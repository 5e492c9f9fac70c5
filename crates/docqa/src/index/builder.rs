//! Index construction from chunks

use std::sync::Arc;

use chrono::Utc;
use tracing::{debug, info};

use super::vector::{IndexEntry, VectorIndex};
use crate::error::{Error, Result};
use crate::providers::embedding::embed_checked;
use crate::providers::{EmbedderId, EmbeddingProvider};
use crate::types::Chunk;

/// Number of chunk texts sent to the embedder per call
const DEFAULT_BATCH_SIZE: usize = 32;

/// Embeds chunks and assembles a [`VectorIndex`]
pub struct IndexBuilder {
    embedder: Arc<dyn EmbeddingProvider>,
    batch_size: usize,
}

impl IndexBuilder {
    /// Create a builder around an embedding provider
    pub fn new(embedder: Arc<dyn EmbeddingProvider>) -> Self {
        Self {
            embedder,
            batch_size: DEFAULT_BATCH_SIZE,
        }
    }

    /// Set how many texts go to the embedder per call
    pub fn with_batch_size(mut self, batch_size: usize) -> Self {
        self.batch_size = batch_size.max(1);
        self
    }

    /// Embed every chunk and build an index
    ///
    /// Either every chunk is embedded or no index is returned.
    pub async fn build(&self, chunks: Vec<Chunk>) -> Result<VectorIndex> {
        if chunks.is_empty() {
            return Err(Error::InvalidInput(
                "cannot build an index from zero chunks".to_string(),
            ));
        }

        let embedder_id = EmbedderId::of(self.embedder.as_ref());
        info!("Embedding {} chunks with {}", chunks.len(), embedder_id);

        let texts: Vec<String> = chunks.iter().map(|c| c.text.clone()).collect();
        let mut embeddings = Vec::with_capacity(texts.len());

        for batch in texts.chunks(self.batch_size) {
            let vectors = embed_checked(self.embedder.as_ref(), batch).await?;
            embeddings.extend(vectors);
            debug!("Embedded {}/{} chunks", embeddings.len(), texts.len());
        }

        let entries = chunks
            .into_iter()
            .zip(embeddings)
            .map(|(chunk, embedding)| IndexEntry { chunk, embedding })
            .collect();

        let index = VectorIndex::from_parts(embedder_id, entries, Utc::now());
        info!("Built index with {} entries", index.len());
        Ok(index)
    }
}

#[cfg(test)]
mod tests {
    use super::*;
    use async_trait::async_trait;
    use std::sync::atomic::{AtomicUsize, Ordering};

    /// Embeds by text length; fails on the nth call when configured
    struct LengthEmbedder {
        dims: usize,
        fail_on_call: Option<usize>,
        calls: AtomicUsize,
    }

    impl LengthEmbedder {
        fn new(dims: usize) -> Self {
            Self {
                dims,
                fail_on_call: None,
                calls: AtomicUsize::new(0),
            }
        }
    }

    #[async_trait]
    impl EmbeddingProvider for LengthEmbedder {
        async fn embed(&self, text: &str) -> Result<Vec<f32>> {
            let call = self.calls.fetch_add(1, Ordering::SeqCst);
            if self.fail_on_call == Some(call) {
                return Err(Error::Io(std::io::Error::other("connection reset")));
            }
            Ok(vec![text.len() as f32, 1.0])
        }

        fn dimensions(&self) -> usize {
            self.dims
        }

        async fn health_check(&self) -> Result<bool> {
            Ok(true)
        }

        fn name(&self) -> &str {
            "length"
        }

        fn model(&self) -> &str {
            "len-v1"
        }
    }

    fn chunks(texts: &[&str]) -> Vec<Chunk> {
        texts
            .iter()
            .enumerate()
            .map(|(i, t)| Chunk::from_text(*t, i))
            .collect()
    }

    #[tokio::test]
    async fn test_builds_in_chunk_order() {
        let builder = IndexBuilder::new(Arc::new(LengthEmbedder::new(2))).with_batch_size(2);
        let index = builder.build(chunks(&["a", "bb", "ccc"])).await.unwrap();

        assert_eq!(index.len(), 3);
        assert_eq!(index.embedder(), &EmbedderId::new("length", "len-v1", 2));
        assert_eq!(index.entries()[2].embedding, vec![3.0, 1.0]);
        assert_eq!(index.entries()[2].chunk.text, "ccc");
    }

    #[tokio::test]
    async fn test_empty_input_rejected() {
        let builder = IndexBuilder::new(Arc::new(LengthEmbedder::new(2)));
        let err = builder.build(Vec::new()).await.unwrap_err();
        assert!(matches!(err, Error::InvalidInput(_)));
    }

    #[tokio::test]
    async fn test_provider_failure_yields_no_index() {
        let embedder = LengthEmbedder {
            fail_on_call: Some(2),
            ..LengthEmbedder::new(2)
        };
        let builder = IndexBuilder::new(Arc::new(embedder)).with_batch_size(1);
        let err = builder.build(chunks(&["a", "b", "c", "d"])).await.unwrap_err();

        match err {
            Error::Embedding { provider, message } => {
                assert_eq!(provider, "length");
                assert!(message.contains("connection reset"));
            }
            other => panic!("unexpected error: {other}"),
        }
    }

    #[tokio::test]
    async fn test_dimension_mismatch_is_embedding_error() {
        let builder = IndexBuilder::new(Arc::new(LengthEmbedder::new(768)));
        let err = builder.build(chunks(&["a"])).await.unwrap_err();
        assert!(matches!(err, Error::Embedding { .. }));
    }
}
====
- _Work order_
The material should be transcribed exactly, every line included.

- _Exercise output_
repository 5e492c9f9fac70c5
filename crates/docqa/src/index/builder.rs
//! Index construction from chunks

use std::sync::Arc;

use chrono::Utc;
use tracing::{debug, info};

use super::vector::{IndexEntry, VectorIndex};
use crate::error::{Error, Result};
use crate::providers::embedding::embed_checked;
use crate::providers::{EmbedderId, EmbeddingProvider};
use crate::types::Chunk;

/// Number of chunk texts sent to the embedder per call
const DEFAULT_BATCH_SIZE: usize = 32;

/// Embeds chunks and assembles a [`VectorIndex`]
pub struct IndexBuilder {
    embedder: Arc<dyn EmbeddingProvider>,
    batch_size: usize,
}

impl IndexBuilder {
    /// Create a builder around an embedding provider
    pub fn new(embedder: Arc<dyn EmbeddingProvider>) -> Self {
        Self {
            embedder,
            batch_size: DEFAULT_BATCH_SIZE,
        }
    }

    /// Set how many texts go to the embedder per call
    pub fn with_batch_size(mut self, batch_size: usize) -> Self {
        self.batch_size = batch_size.max(1);
        self
    }

    /// Embed every chunk and build an index
    ///
    /// Either every chunk is embedded or no index is returned.
    pub async fn build(&self, chunks: Vec<Chunk>) -> Result<VectorIndex> {
        if chunks.is_empty() {
            return Err(Error::InvalidInput(
                "cannot build an index from zero chunks".to_string(),
            ));
        }

        let embedder_id = EmbedderId::of(self.embedder.as_ref());
        info!("Embedding {} chunks with {}", chunks.len(), embedder_id);

        let texts: Vec<String> = chunks.iter().map(|c| c.text.clone()).collect();
        let mut embeddings = Vec::with_capacity(texts.len());

        for batch in texts.chunks(self.batch_size) {
            let vectors = embed_checked(self.embedder.as_ref(), batch).await?;
            embeddings.extend(vectors);
            debug!("Embedded {}/{} chunks", embeddings.len(), texts.len());
        }

        let entries = chunks
            .into_iter()
            .zip(embeddings)
            .map(|(chunk, embedding)| IndexEntry { chunk, embedding })
            .collect();

        let index = VectorIndex::from_parts(embedder_id, entries, Utc::now());
        info!("Built index with {} entries", index.len());
        Ok(index)
    }
}

#[cfg(test)]
mod tests {
    use super::*;
    use async_trait::async_trait;
    use std::sync::atomic::{AtomicUsize, Ordering};

    /// Embeds by text length; fails on the nth call when configured
    struct LengthEmbedder {
        dims: usize,
        fail_on_call: Option<usize>,
        calls: AtomicUsize,
    }

    impl LengthEmbedder {
        fn new(dims: usize) -> Self {
            Self {
                dims,
                fail_on_call: None,
                calls: AtomicUsize::new(0),
            }
        }
    }

    #[async_trait]
    impl EmbeddingProvider for LengthEmbedder {
        async fn embed(&self, text: &str) -> Result<Vec<f32>> {
            let call = self.calls.fetch_add(1, Ordering::SeqCst);
            if self.fail_on_call == Some(call) {
                return Err(Error::Io(std::io::Error::other("connection reset")));
            }
            Ok(vec![text.len() as f32, 1.0])
        }

        fn dimensions(&self) -> usize {
            self.dims
        }

        async fn health_check(&self) -> Result<bool> {
            Ok(true)
        }

        fn name(&self) -> &str {
            "length"
        }

        fn model(&self) -> &str {
            "len-v1"
        }
    }

    fn chunks(texts: &[&str]) -> Vec<Chunk> {
        texts
            .iter()
            .enumerate()
            .map(|(i, t)| Chunk::from_text(*t, i))
            .collect()
    }

    #[tokio::test]
    async fn test_builds_in_chunk_order() {
        let builder = IndexBuilder::new(Arc::new(LengthEmbedder::new(2))).with_batch_size(2);
        let index = builder.build(chunks(&["a", "bb", "ccc"])).await.unwrap();

        assert_eq!(index.len(), 3);
        assert_eq!(index.embedder(), &EmbedderId::new("length", "len-v1", 2));
        assert_eq!(index.entries()[2].embedding, vec![3.0, 1.0]);
        assert_eq!(index.entries()[2].chunk.text, "ccc");
    }

    #[tokio::test]
    async fn test_empty_input_rejected() {
        let builder = IndexBuilder::new(Arc::new(LengthEmbedder::new(2)));
        let err = builder.build(Vec::new()).await.unwrap_err();
        assert!(matches!(err, Error::InvalidInput(_)));
    }

    #[tokio::test]
    async fn test_provider_failure_yields_no_index() {
        let embedder = LengthEmbedder {
            fail_on_call: Some(2),
            ..LengthEmbedder::new(2)
        };
        let builder = IndexBuilder::new(Arc::new(embedder)).with_batch_size(1);
        let err = builder.build(chunks(&["a", "b", "c", "d"])).await.unwrap_err();

        match err {
            Error::Embedding { provider, message } => {
                assert_eq!(provider, "length");
                assert!(message.contains("connection reset"));
            }
            other => panic!("unexpected error: {other}"),
        }
    }

    #[tokio::test]
    async fn test_dimension_mismatch_is_embedding_error() {
        let builder = IndexBuilder::new(Arc::new(LengthEmbedder::new(768)));
        let err = builder.build(chunks(&["a"])).await.unwrap_err();
        assert!(matches!(err, Error::Embedding { .. }));
    }
}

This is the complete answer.